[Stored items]
....................

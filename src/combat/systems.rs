//! Combat systems - attack trigger and attack effect presentation.

use bevy::input::mouse::MouseButtonInput;
use bevy::input::ButtonState;
use bevy::prelude::*;

use super::components::*;
use crate::core::{GameEvent, Session, SessionEntity, SessionSet};
use crate::sim::{AttackOutcome, SessionEvent};

/// Configure combat systems.
pub fn setup_combat_systems(app: &mut App) {
    app.add_systems(Startup, setup_effect_assets)
        .add_systems(Update, attack_on_click.in_set(SessionSet::Attack))
        .add_systems(
            Update,
            (
                spawn_attack_effects,
                despawn_expired_effects,
                sync_attack_effects,
            )
                .chain()
                .in_set(SessionSet::Present),
        );
}

fn setup_effect_assets(mut commands: Commands, mut meshes: ResMut<Assets<Mesh>>) {
    commands.insert_resource(AttackEffectAssets {
        mesh: meshes.add(Sphere::new(0.2).mesh().uv(8, 8)),
    });
}

/// Fire one attack per left mouse press.
///
/// Reads raw button events rather than `ButtonInput` so two presses within
/// one frame still count as two attack attempts. Also runs on the game over
/// screen, where a finished session swallows the restart click.
fn attack_on_click(mut buttons: EventReader<MouseButtonInput>, mut session: ResMut<Session>) {
    for event in buttons.read() {
        if event.button != MouseButton::Left || event.state != ButtonState::Pressed {
            continue;
        }

        match session.attack() {
            AttackOutcome::Suppressed => debug!("Attack suppressed by cooldown"),
            AttackOutcome::Fired { hits, kills } => {
                debug!("Attack hit {} enemies, killed {}", hits, kills);
            }
        }
    }
}

/// Give every new attack effect a mesh and its own fading material.
fn spawn_attack_effects(
    mut commands: Commands,
    mut events: EventReader<GameEvent>,
    assets: Res<AttackEffectAssets>,
    mut materials: ResMut<Assets<StandardMaterial>>,
    session: Res<Session>,
) {
    for GameEvent(event) in events.read() {
        let SessionEvent::EffectSpawned { id, position } = event else {
            continue;
        };

        let opacity = session
            .effect(*id)
            .map_or(session.config.effect_initial_opacity, |e| e.opacity);

        commands.spawn((
            Mesh3d(assets.mesh.clone()),
            MeshMaterial3d(materials.add(StandardMaterial {
                base_color: effect_color(opacity),
                alpha_mode: AlphaMode::Blend,
                unlit: true,
                ..default()
            })),
            Transform::from_translation(*position),
            AttackEffectVisual { id: *id },
            SessionEntity,
        ));
    }
}

/// Remove effects whose animation has finished.
fn despawn_expired_effects(
    mut commands: Commands,
    mut events: EventReader<GameEvent>,
    effect_query: Query<(Entity, &AttackEffectVisual)>,
) {
    for GameEvent(event) in events.read() {
        let SessionEvent::EffectExpired { id } = event else {
            continue;
        };

        for (entity, effect) in effect_query.iter() {
            if effect.id == *id {
                commands.entity(entity).despawn_recursive();
            }
        }
    }
}

/// Copy scale and opacity of each live effect.
fn sync_attack_effects(
    session: Res<Session>,
    mut materials: ResMut<Assets<StandardMaterial>>,
    mut effect_query: Query<(
        &AttackEffectVisual,
        &mut Transform,
        &MeshMaterial3d<StandardMaterial>,
    )>,
) {
    for (effect, mut transform, material) in effect_query.iter_mut() {
        let Some(state) = session.effect(effect.id) else {
            continue;
        };

        transform.scale = Vec3::splat(state.scale);
        if let Some(material) = materials.get_mut(&material.0) {
            material.base_color = effect_color(state.opacity);
        }
    }
}

#[cfg(test)]
mod tests {
    use super::*;
    use crate::sim::{GameConfig, GameSession};

    fn app_with_enemy_in_reach() -> App {
        let mut session = GameSession::empty(GameConfig::default());
        session.spawn_enemy(Vec3::new(2.0, 0.0, 0.0));

        let mut app = App::new();
        app.add_plugins(MinimalPlugins)
            .add_event::<MouseButtonInput>()
            .insert_resource(Session(session))
            .add_systems(Update, attack_on_click);
        app
    }

    fn press(app: &mut App, button: MouseButton, state: ButtonState) {
        app.world_mut().send_event(MouseButtonInput {
            button,
            state,
            window: Entity::PLACEHOLDER,
        });
    }

    #[test]
    fn second_left_press_in_a_frame_hits_the_cooldown() {
        let mut app = app_with_enemy_in_reach();
        press(&mut app, MouseButton::Left, ButtonState::Pressed);
        press(&mut app, MouseButton::Left, ButtonState::Released);
        press(&mut app, MouseButton::Left, ButtonState::Pressed);

        app.update();

        let session = app.world().resource::<Session>();
        assert_eq!(session.attack_cooldown, session.config.attack_cooldown);
        assert_eq!(session.effects.len(), 1);
        assert_eq!(session.enemies[0].health, 15.0);
    }

    #[test]
    fn releases_and_other_buttons_do_not_attack() {
        let mut app = app_with_enemy_in_reach();
        press(&mut app, MouseButton::Left, ButtonState::Released);
        press(&mut app, MouseButton::Right, ButtonState::Pressed);
        press(&mut app, MouseButton::Middle, ButtonState::Pressed);

        app.update();

        let session = app.world().resource::<Session>();
        assert_eq!(session.attack_cooldown, 0);
        assert!(session.effects.is_empty());
        assert_eq!(session.enemies[0].health, 30.0);
    }
}
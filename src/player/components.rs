//! Player-related components.

use bevy::prelude::*;

/// Marker component for the player's renderable.
#[derive(Component)]
pub struct Player;

/// Marker component for the third-person camera.
#[derive(Component)]
pub struct PlayerCamera;
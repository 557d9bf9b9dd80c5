//! Core game module - states, events, and the session that drives the game.

mod events;
mod plugin;
mod session;
mod states;

pub use events::*;
pub use plugin::CorePlugin;
pub use session::{Session, SessionEntity};
pub use states::*;
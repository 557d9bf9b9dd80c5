//! Humanoid prefab shared by the player and enemies.
//!
//! A humanoid is a cylinder body, sphere head, two slightly splayed legs and
//! two horizontal arms, parented under one root whose transform the
//! simulation drives.

use std::f32::consts::FRAC_PI_2;

use bevy::prelude::*;

/// Colour scheme for one kind of humanoid.
#[derive(Clone)]
pub struct HumanoidPalette {
    pub body: Handle<StandardMaterial>,
    pub legs: Handle<StandardMaterial>,
    pub arms: Handle<StandardMaterial>,
}

/// Meshes and materials for every humanoid, built once at startup.
#[derive(Resource)]
pub struct HumanoidAssets {
    pub body: Handle<Mesh>,
    pub head: Handle<Mesh>,
    pub leg: Handle<Mesh>,
    pub arm: Handle<Mesh>,
    pub player: HumanoidPalette,
    pub enemy: HumanoidPalette,
}

impl HumanoidAssets {
    pub fn new(meshes: &mut Assets<Mesh>, materials: &mut Assets<StandardMaterial>) -> Self {
        let mut shiny = |color: Color| {
            materials.add(StandardMaterial {
                base_color: color,
                perceptual_roughness: 0.45,
                ..default()
            })
        };

        // Player: red body, blue legs, green arms
        let player = HumanoidPalette {
            body: shiny(Color::srgb(1.0, 0.0, 0.0)),
            legs: shiny(Color::srgb(0.0, 0.0, 1.0)),
            arms: shiny(Color::srgb(0.0, 1.0, 0.0)),
        };

        // Enemy: red body, dark red limbs
        let dark_red = shiny(Color::srgb(0.545, 0.0, 0.0));
        let enemy = HumanoidPalette {
            body: shiny(Color::srgb(1.0, 0.0, 0.0)),
            legs: dark_red.clone(),
            arms: dark_red,
        };

        Self {
            body: meshes.add(Cylinder::new(0.4, 1.2)),
            head: meshes.add(Sphere::new(0.4).mesh().uv(16, 16)),
            leg: meshes.add(Cylinder::new(0.1, 1.0)),
            arm: meshes.add(Cylinder::new(0.08, 0.9)),
            player,
            enemy,
        }
    }
}

/// Build the humanoid asset set at startup.
pub fn setup_humanoid_assets(
    mut commands: Commands,
    mut meshes: ResMut<Assets<Mesh>>,
    mut materials: ResMut<Assets<StandardMaterial>>,
) {
    commands.insert_resource(HumanoidAssets::new(&mut meshes, &mut materials));
}

/// Spawn a humanoid with its parts as children of the root.
pub fn spawn_humanoid(
    commands: &mut Commands,
    assets: &HumanoidAssets,
    palette: &HumanoidPalette,
    transform: Transform,
    root: impl Bundle,
) -> Entity {
    commands
        .spawn((root, transform, Visibility::default()))
        .with_children(|parent| {
            // Body raised so its base sits at the root
            parent.spawn((
                Mesh3d(assets.body.clone()),
                MeshMaterial3d(palette.body.clone()),
                Transform::from_xyz(0.0, 0.6, 0.0),
            ));

            parent.spawn((
                Mesh3d(assets.head.clone()),
                MeshMaterial3d(palette.body.clone()),
                Transform::from_xyz(0.0, 1.4, 0.0),
            ));

            for (x, tilt) in [(-0.15, 0.1), (0.15, -0.1)] {
                parent.spawn((
                    Mesh3d(assets.leg.clone()),
                    MeshMaterial3d(palette.legs.clone()),
                    Transform::from_xyz(x, -0.9, 0.0)
                        .with_rotation(Quat::from_rotation_z(tilt)),
                ));
            }

            for x in [-0.4, 0.4] {
                parent.spawn((
                    Mesh3d(assets.arm.clone()),
                    MeshMaterial3d(palette.arms.clone()),
                    Transform::from_xyz(x, 1.0, 0.0)
                        .with_rotation(Quat::from_rotation_z(FRAC_PI_2)),
                ));
            }
        })
        .id()
}
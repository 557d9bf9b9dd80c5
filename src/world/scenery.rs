//! Static scenery: ground, lights, and randomly scattered rocks and trees.

use bevy::pbr::NotShadowCaster;
use bevy::prelude::*;
use rand::Rng;

use crate::core::Session;
use crate::rendering::VisualConfig;

const GROUND_SIZE: f32 = 100.0;
const ROCK_COUNT: usize = 500;
/// Rock centers sit this far above the ground plane
const ROCK_LIFT: f32 = 0.2;
const TREE_COUNT: usize = 30;
const TREE_AREA: f32 = 80.0;

/// Spawn the ground plane, lights and decorations.
pub fn setup_scenery(
    mut commands: Commands,
    mut meshes: ResMut<Assets<Mesh>>,
    mut materials: ResMut<Assets<StandardMaterial>>,
    visual_config: Res<VisualConfig>,
    session: Res<Session>,
) {
    let ground_height = session.config.ground_height;
    spawn_lights(&mut commands, &visual_config);

    commands.spawn((
        Mesh3d(meshes.add(Plane3d::default().mesh().size(GROUND_SIZE, GROUND_SIZE))),
        MeshMaterial3d(materials.add(StandardMaterial {
            base_color: Color::srgb(0.133, 0.545, 0.133),
            perceptual_roughness: 0.9,
            ..default()
        })),
        ground_transform(ground_height),
        NotShadowCaster,
    ));

    let mut rng = rand::thread_rng();
    spawn_rocks(&mut commands, &mut meshes, &mut materials, &mut rng, ground_height);
    spawn_trees(&mut commands, &mut meshes, &mut materials, &mut rng);
}

fn spawn_lights(commands: &mut Commands, visual_config: &VisualConfig) {
    commands.insert_resource(AmbientLight {
        color: Color::WHITE,
        brightness: visual_config.ambient_brightness,
    });

    commands.spawn((
        DirectionalLight {
            illuminance: visual_config.sun_illuminance,
            shadows_enabled: visual_config.shadows_enabled,
            ..default()
        },
        Transform::from_xyz(100.0, 100.0, 50.0).looking_at(Vec3::ZERO, Vec3::Y),
    ));
}

/// The ground plane sits at the height the player's feet clamp to.
fn ground_transform(ground_height: f32) -> Transform {
    Transform::from_xyz(0.0, ground_height, 0.0)
}

fn spawn_rocks(
    commands: &mut Commands,
    meshes: &mut Assets<Mesh>,
    materials: &mut Assets<StandardMaterial>,
    rng: &mut impl Rng,
    ground_height: f32,
) {
    // Low-poly unit rock, scaled per instance
    let rock_mesh = match Sphere::new(1.0).mesh().ico(0) {
        Ok(mesh) => mesh,
        Err(e) => {
            warn!("Falling back to UV rock mesh: {}", e);
            Sphere::new(1.0).mesh().uv(6, 4)
        }
    };
    let rock_mesh = meshes.add(rock_mesh);
    let rock_material = materials.add(StandardMaterial {
        base_color: Color::srgb(0.5, 0.5, 0.5),
        ..default()
    });

    for _ in 0..ROCK_COUNT {
        let radius = 0.1 + rng.gen::<f32>() * 0.3;
        let position = Vec3::new(
            (rng.gen::<f32>() - 0.5) * GROUND_SIZE,
            ground_height + ROCK_LIFT,
            (rng.gen::<f32>() - 0.5) * GROUND_SIZE,
        );

        commands.spawn((
            Mesh3d(rock_mesh.clone()),
            MeshMaterial3d(rock_material.clone()),
            Transform::from_translation(position).with_scale(Vec3::splat(radius)),
        ));
    }
}

fn spawn_trees(
    commands: &mut Commands,
    meshes: &mut Assets<Mesh>,
    materials: &mut Assets<StandardMaterial>,
    rng: &mut impl Rng,
) {
    let trunk_mesh = meshes.add(ConicalFrustum {
        radius_top: 0.2,
        radius_bottom: 0.3,
        height: 2.0,
    });
    let leaves_mesh = meshes.add(Sphere::new(1.5).mesh().uv(8, 8));
    let trunk_material = materials.add(StandardMaterial {
        base_color: Color::srgb(0.545, 0.271, 0.075),
        ..default()
    });
    let leaves_material = materials.add(StandardMaterial {
        base_color: Color::srgb(0.133, 0.545, 0.133),
        ..default()
    });

    for _ in 0..TREE_COUNT {
        let position = Vec3::new(
            (rng.gen::<f32>() - 0.5) * TREE_AREA,
            0.0,
            (rng.gen::<f32>() - 0.5) * TREE_AREA,
        );

        commands
            .spawn((
                Transform::from_translation(position),
                Visibility::default(),
            ))
            .with_children(|tree| {
                tree.spawn((
                    Mesh3d(trunk_mesh.clone()),
                    MeshMaterial3d(trunk_material.clone()),
                    Transform::default(),
                ));
                tree.spawn((
                    Mesh3d(leaves_mesh.clone()),
                    MeshMaterial3d(leaves_material.clone()),
                    Transform::from_xyz(0.0, 1.5, 0.0),
                ));
            });
    }
}

#[cfg(test)]
mod tests {
    use super::*;
    use crate::sim::GameConfig;

    #[test]
    fn ground_plane_follows_configured_height() {
        let config = GameConfig {
            ground_height: -3.5,
            ..GameConfig::default()
        };

        assert_eq!(ground_transform(config.ground_height).translation.y, -3.5);
        assert_eq!(
            ground_transform(GameConfig::default().ground_height).translation.y,
            -2.0
        );
    }
}
//! Rendering plugin - sky colour and the visual config every scene system
//! reads from.

use bevy::prelude::*;

use super::visual_config::VisualConfig;

/// Rendering plugin - loads the visual config and sets the clear colour.
pub struct RenderingPlugin;

impl Plugin for RenderingPlugin {
    fn build(&self, app: &mut App) {
        let config = VisualConfig::load();
        app.insert_resource(ClearColor(config.sky()))
            .insert_resource(config);
        // Fog is a per-camera component; the player camera picks it up
        // from VisualConfig when spawned
    }
}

....................

*WHAT IS REQUIRED*:
Search the records for the string "ButtonState" and report each line that has it.

*SOLUTION FOR THIS EXERCISE*:
use bevy::input::ButtonState;
        if event.button != MouseButton::Left || event.state != ButtonState::Pressed {
    fn press(app: &mut App, button: MouseButton, state: ButtonState) {
        press(&mut app, MouseButton::Left, ButtonState::Pressed);
        press(&mut app, MouseButton::Left, ButtonState::Released);
        press(&mut app, MouseButton::Left, ButtonState::Pressed);
        press(&mut app, MouseButton::Left, ButtonState::Released);
        press(&mut app, MouseButton::Right, ButtonState::Pressed);
        press(&mut app, MouseButton::Middle, ButtonState::Pressed);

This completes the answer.